In any event, just to reiterate, I don't think that messaging patterns are ever necessary. I just think they can help sometimes in particularly complex situations. But there are always many ways to do things :)
:book:
To tack on to that epic response @jmeas gave, I also want to say that Radio provides you with very low level api on which you can build all sorts of cool tooling. I recently built an error handling library with it at work. Using Radio it's only 0.8kb.
Thanks for that very in depth response. I'm a lot clearer on this now.
Re: I'm curious to hear why you think request-reply makes sense in the client-server situation. I'm not sure, I guess because they are more disconnected?
I'm not sure, I guess because they are more disconnected?
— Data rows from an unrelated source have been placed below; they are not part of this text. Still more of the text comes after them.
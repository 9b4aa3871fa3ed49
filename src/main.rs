//! mybook server entry point.

use clap::Parser;
use mybook::{
    auth::AuthService,
    config::{Cli, Command, Config, UserCommand},
    db::{Database, timestamp_to_datetime},
    server,
    users::UserService,
};
use std::io::{self, Write};
use std::path::PathBuf;
use tokio::net::TcpListener;
use tracing_subscriber::{layer::SubscriberExt, util::SubscriberInitExt};

#[tokio::main]
async fn main() -> anyhow::Result<()> {
    let cli = Cli::parse();

    // Find or load config
    let config_path = cli.config.clone().or_else(Config::find_config_file);

    let config = if let Some(ref path) = config_path {
        Config::load(path)?
    } else {
        Config::default()
    };

    // Handle command
    match cli.command {
        Some(Command::Init { force }) => cmd_init(force).await,
        Some(Command::User { action }) => cmd_user(action, &config).await,
        Some(Command::Serve { bind }) => cmd_serve(config, bind).await,
        None => {
            // Default: start server
            cmd_serve(config, None).await
        }
    }
}

/// Initialize config and database.
async fn cmd_init(force: bool) -> anyhow::Result<()> {
    let config_path = PathBuf::from("config.toml");

    if config_path.exists() && !force {
        anyhow::bail!(
            "Config file already exists: {}. Use --force to overwrite.",
            config_path.display()
        );
    }

    // Write default config
    std::fs::write(&config_path, Config::generate_default())?;
    println!("Created config file: {}", config_path.display());

    // Initialize database and upload directory
    let config = Config::default();
    let _db = Database::open(&config.database.path)?;
    std::fs::create_dir_all(&config.uploads.avatars_dir)?;
    println!("Initialized database: {}", config.database.path.display());

    println!("\nEdit config.toml to configure your server.");
    println!(
        "Then run: mybook user add <username> --email <email> --password <password> --role admin"
    );

    Ok(())
}

/// User management commands.
async fn cmd_user(action: UserCommand, config: &Config) -> anyhow::Result<()> {
    let db = Database::open(&config.database.path)?;
    let auth = AuthService::new(db.clone(), &config.auth);

    match action {
        UserCommand::Add {
            username,
            email,
            password,
            role,
        } => {
            let password = match password {
                Some(p) => p,
                None => prompt_password("Password: ")?,
            };

            let user = auth.create_user(&username, &email, &password, &role)?;
            println!(
                "Created user: {} <{}> (role: {}, id: {})",
                user.username, user.email, user.role, user.id
            );
        }

        UserCommand::Del { username } => match db.get_user_by_username(&username)? {
            Some(user) => {
                UserService::new(db.clone(), &config.uploads)
                    .delete(&user.id)
                    .await?;
                println!("Deleted user: {}", username);
            }
            None => println!("User not found: {}", username),
        },

        UserCommand::List => {
            let users = auth.list_users()?;
            if users.is_empty() {
                println!("No users found.");
            } else {
                println!(
                    "{:<20} {:<30} {:<6} {:<9} LAST LOGIN",
                    "USERNAME", "EMAIL", "ROLE", "VERIFIED"
                );
                println!("{}", "-".repeat(90));
                for user in users {
                    let last_login = user
                        .last_login
                        .map(|ts| timestamp_to_datetime(ts).format("%Y-%m-%d %H:%M").to_string())
                        .unwrap_or_else(|| "never".to_string());
                    println!(
                        "{:<20} {:<30} {:<6} {:<9} {}",
                        user.username,
                        user.email,
                        user.role,
                        if user.is_verified { "yes" } else { "no" },
                        last_login
                    );
                }
            }
        }

        UserCommand::Passwd { username, password } => {
            let password = match password {
                Some(p) => p,
                None => prompt_password("New password: ")?,
            };

            if auth.change_password(&username, &password)? {
                println!("Password changed for: {}", username);
            } else {
                println!("User not found: {}", username);
            }
        }

        UserCommand::Promote { username, revoke } => {
            let role = if revoke { "user" } else { "admin" };
            if auth.set_role(&username, role)? {
                println!("{} is now: {}", username, role);
            } else {
                println!("User not found: {}", username);
            }
        }
    }

    Ok(())
}

/// Start the server.
async fn cmd_serve(mut config: Config, bind: Option<std::net::SocketAddr>) -> anyhow::Result<()> {
    // Override bind address if specified
    if let Some(addr) = bind {
        config.server.bind = addr;
    }

    // Initialize logging
    tracing_subscriber::registry()
        .with(
            tracing_subscriber::EnvFilter::try_from_default_env()
                .unwrap_or_else(|_| "mybook=info,tower_http=info".into()),
        )
        .with(tracing_subscriber::fmt::layer())
        .init();

    // Open database
    let db = Database::open(&config.database.path)?;

    // Create auth service
    let auth = AuthService::new(db.clone(), &config.auth)
        .with_public_url(config.server.public_url.clone());

    tracing::info!(
        bind = %config.server.bind,
        database = %config.database.path.display(),
        catalog = %config.catalog.base_url,
        "Starting mybook server"
    );

    if db.list_users()?.is_empty() {
        tracing::warn!(
            "No users yet. Create an admin with: mybook user add <name> --email <email> --role admin"
        );
    }

    // Create application state
    let state = server::AppState::new_with_db(config.clone(), db, auth)?;
    state.start_session_cleanup();

    // Create router
    let app = server::create_router(state);

    let listener = TcpListener::bind(config.server.bind).await?;
    tracing::info!(address = %config.server.bind, "Server listening");

    axum::serve(listener, app).await?;

    Ok(())
}

/// Prompt for password input.
fn prompt_password(prompt: &str) -> anyhow::Result<String> {
    print!("{}", prompt);
    io::stdout().flush()?;

    let mut password = String::new();
    io::stdin().read_line(&mut password)?;

    Ok(password.trim().to_string())
}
Heh, yeah. They are disconnected – and often times you want them to be – which is why a messaging patterns seems to make sense. The point I was trying to make here, if you didn't catch it, is that if you want to have disconnected pieces on the client (again, think big apps), then you might appreciate evented architecture there, too.
Yeh, I got it thanks :) just my concern (similar to that blog post author's) is that people not doing big apps, say small to medium, start using it willy nilly and adding complexity for not really much/if any benefit.
is that people not doing big apps, say small to medium, start using it willy nilly and adding complexity for not really much/if any benefit.
Indeed, indeed. We're working on a huge overhaul to our documentation. We'll be sure to make it more clear going forward!
@jmeas you should publish your response under the blogggg https://github.com/marionettejs/blog
I already started on a response to another anti-reqres blog. I'm not that interested in spending time content on our blog til it's a little better :(
I just came across this and I completely agree. Are there plans to remove reqres? Please could somebody give a counter argument or explain a scenario of when reqres would benefit me. If this is the wrong place to put this, please point me in the right direction, thanks!